* [Task prompt]
An exact copy of every record below is what's needed here.

Study material below:

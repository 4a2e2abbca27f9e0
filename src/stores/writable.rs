// SPDX-License-Identifier: MIT
// Copyright 2026 Roland Dreier <roland@rolandd.dev>

//! Observable single-value cell.

use std::cell::{Cell, RefCell};
use std::collections::VecDeque;
use std::rc::{Rc, Weak};

type Callback<T> = Rc<RefCell<dyn FnMut(&T)>>;

struct Subscriber<T> {
    id: u64,
    callback: Callback<T>,
}

struct Shared<T> {
    value: RefCell<T>,
    subscribers: RefCell<Vec<Subscriber<T>>>,
    /// Values waiting to be delivered, oldest first
    pending: RefCell<VecDeque<T>>,
    flushing: Cell<bool>,
    next_id: Cell<u64>,
}

/// A value that notifies subscribers whenever it changes.
///
/// Single-threaded. Clones share the same cell. Every `set` is delivered to
/// every subscriber in subscription order; a `set` made from inside a
/// callback is delivered after the current round finishes, so no subscriber
/// ever sees states out of order.
pub struct Writable<T> {
    shared: Rc<Shared<T>>,
}

impl<T> Clone for Writable<T> {
    fn clone(&self) -> Self {
        Self {
            shared: Rc::clone(&self.shared),
        }
    }
}

impl<T: Default + Clone + 'static> Default for Writable<T> {
    fn default() -> Self {
        Self::new(T::default())
    }
}

impl<T: Clone + 'static> Writable<T> {
    pub fn new(value: T) -> Self {
        Self {
            shared: Rc::new(Shared {
                value: RefCell::new(value),
                subscribers: RefCell::new(Vec::new()),
                pending: RefCell::new(VecDeque::new()),
                flushing: Cell::new(false),
                next_id: Cell::new(0),
            }),
        }
    }

    /// Current value.
    pub fn get(&self) -> T {
        self.shared.value.borrow().clone()
    }

    /// Replace the value and notify subscribers.
    pub fn set(&self, value: T) {
        *self.shared.value.borrow_mut() = value.clone();
        self.shared.pending.borrow_mut().push_back(value);
        self.flush();
    }

    /// Derive the next value from the current one.
    pub fn update(&self, f: impl FnOnce(&T) -> T) {
        // `f` may itself set this store, so no borrow is held while it runs
        let current = self.get();
        self.set(f(&current));
    }

    /// Register a callback. It runs immediately with the current value and
    /// again after every change, until the returned handle is dropped or
    /// `unsubscribe`d.
    pub fn subscribe(&self, callback: impl FnMut(&T) + 'static) -> Subscription {
        let id = self.shared.next_id.get();
        self.shared.next_id.set(id + 1);

        let callback: Callback<T> = Rc::new(RefCell::new(callback));
        self.shared.subscribers.borrow_mut().push(Subscriber {
            id,
            callback: Rc::clone(&callback),
        });

        // Sets made by the first call queue up behind it
        let was_flushing = self.shared.flushing.replace(true);
        let current = self.get();
        (&mut *callback.borrow_mut())(&current);
        if !was_flushing {
            self.shared.flushing.set(false);
            self.flush();
        }

        let weak: Weak<Shared<T>> = Rc::downgrade(&self.shared);
        Subscription {
            cancel: Some(Box::new(move || {
                if let Some(shared) = weak.upgrade() {
                    shared.subscribers.borrow_mut().retain(|s| s.id != id);
                }
            })),
        }
    }

    /// Number of live subscriptions.
    pub fn subscriber_count(&self) -> usize {
        self.shared.subscribers.borrow().len()
    }

    fn flush(&self) {
        if self.shared.flushing.replace(true) {
            return;
        }

        loop {
            let next = self.shared.pending.borrow_mut().pop_front();
            let Some(value) = next else { break };

            // Snapshot so callbacks may subscribe or unsubscribe freely
            let callbacks: Vec<Callback<T>> = self
                .shared
                .subscribers
                .borrow()
                .iter()
                .map(|s| Rc::clone(&s.callback))
                .collect();

            for callback in callbacks {
                (&mut *callback.borrow_mut())(&value);
            }
        }

        self.shared.flushing.set(false);
    }
}

/// Handle for a live subscription. Dropping it unsubscribes.
#[must_use = "dropping a Subscription unsubscribes immediately"]
pub struct Subscription {
    cancel: Option<Box<dyn FnOnce()>>,
}

impl Subscription {
    pub fn unsubscribe(mut self) {
        if let Some(cancel) = self.cancel.take() {
            cancel();
        }
    }
}

impl Drop for Subscription {
    fn drop(&mut self) {
        if let Some(cancel) = self.cancel.take() {
            cancel();
        }
    }
}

End of Study material.

* [Response box]
repository 4a2e2abbca27f9e0
filename src/stores/writable.rs
// SPDX-License-Identifier: MIT
// Copyright 2026 Roland Dreier <roland@rolandd.dev>

//! Observable single-value cell.

use std::cell::{Cell, RefCell};
use std::collections::VecDeque;
use std::rc::{Rc, Weak};

type Callback<T> = Rc<RefCell<dyn FnMut(&T)>>;

struct Subscriber<T> {
    id: u64,
    callback: Callback<T>,
}

struct Shared<T> {
    value: RefCell<T>,
    subscribers: RefCell<Vec<Subscriber<T>>>,
    /// Values waiting to be delivered, oldest first
    pending: RefCell<VecDeque<T>>,
    flushing: Cell<bool>,
    next_id: Cell<u64>,
}

/// A value that notifies subscribers whenever it changes.
///
/// Single-threaded. Clones share the same cell. Every `set` is delivered to
/// every subscriber in subscription order; a `set` made from inside a
/// callback is delivered after the current round finishes, so no subscriber
/// ever sees states out of order.
pub struct Writable<T> {
    shared: Rc<Shared<T>>,
}

impl<T> Clone for Writable<T> {
    fn clone(&self) -> Self {
        Self {
            shared: Rc::clone(&self.shared),
        }
    }
}

impl<T: Default + Clone + 'static> Default for Writable<T> {
    fn default() -> Self {
        Self::new(T::default())
    }
}

impl<T: Clone + 'static> Writable<T> {
    pub fn new(value: T) -> Self {
        Self {
            shared: Rc::new(Shared {
                value: RefCell::new(value),
                subscribers: RefCell::new(Vec::new()),
                pending: RefCell::new(VecDeque::new()),
                flushing: Cell::new(false),
                next_id: Cell::new(0),
            }),
        }
    }

    /// Current value.
    pub fn get(&self) -> T {
        self.shared.value.borrow().clone()
    }

    /// Replace the value and notify subscribers.
    pub fn set(&self, value: T) {
        *self.shared.value.borrow_mut() = value.clone();
        self.shared.pending.borrow_mut().push_back(value);
        self.flush();
    }

    /// Derive the next value from the current one.
    pub fn update(&self, f: impl FnOnce(&T) -> T) {
        // `f` may itself set this store, so no borrow is held while it runs
        let current = self.get();
        self.set(f(&current));
    }

    /// Register a callback. It runs immediately with the current value and
    /// again after every change, until the returned handle is dropped or
    /// `unsubscribe`d.
    pub fn subscribe(&self, callback: impl FnMut(&T) + 'static) -> Subscription {
        let id = self.shared.next_id.get();
        self.shared.next_id.set(id + 1);

        let callback: Callback<T> = Rc::new(RefCell::new(callback));
        self.shared.subscribers.borrow_mut().push(Subscriber {
            id,
            callback: Rc::clone(&callback),
        });

        // Sets made by the first call queue up behind it
        let was_flushing = self.shared.flushing.replace(true);
        let current = self.get();
        (&mut *callback.borrow_mut())(&current);
        if !was_flushing {
            self.shared.flushing.set(false);
            self.flush();
        }

        let weak: Weak<Shared<T>> = Rc::downgrade(&self.shared);
        Subscription {
            cancel: Some(Box::new(move || {
                if let Some(shared) = weak.upgrade() {
                    shared.subscribers.borrow_mut().retain(|s| s.id != id);
                }
            })),
        }
    }

    /// Number of live subscriptions.
    pub fn subscriber_count(&self) -> usize {
        self.shared.subscribers.borrow().len()
    }

    fn flush(&self) {
        if self.shared.flushing.replace(true) {
            return;
        }

        loop {
            let next = self.shared.pending.borrow_mut().pop_front();
            let Some(value) = next else { break };

            // Snapshot so callbacks may subscribe or unsubscribe freely
            let callbacks: Vec<Callback<T>> = self
                .shared
                .subscribers
                .borrow()
                .iter()
                .map(|s| Rc::clone(&s.callback))
                .collect();

            for callback in callbacks {
                (&mut *callback.borrow_mut())(&value);
            }
        }

        self.shared.flushing.set(false);
    }
}

/// Handle for a live subscription. Dropping it unsubscribes.
#[must_use = "dropping a Subscription unsubscribes immediately"]
pub struct Subscription {
    cancel: Option<Box<dyn FnOnce()>>,
}

impl Subscription {
    pub fn unsubscribe(mut self) {
        if let Some(cancel) = self.cancel.take() {
            cancel();
        }
    }
}

impl Drop for Subscription {
    fn drop(&mut self) {
        if let Some(cancel) = self.cancel.take() {
            cancel();
        }
    }
}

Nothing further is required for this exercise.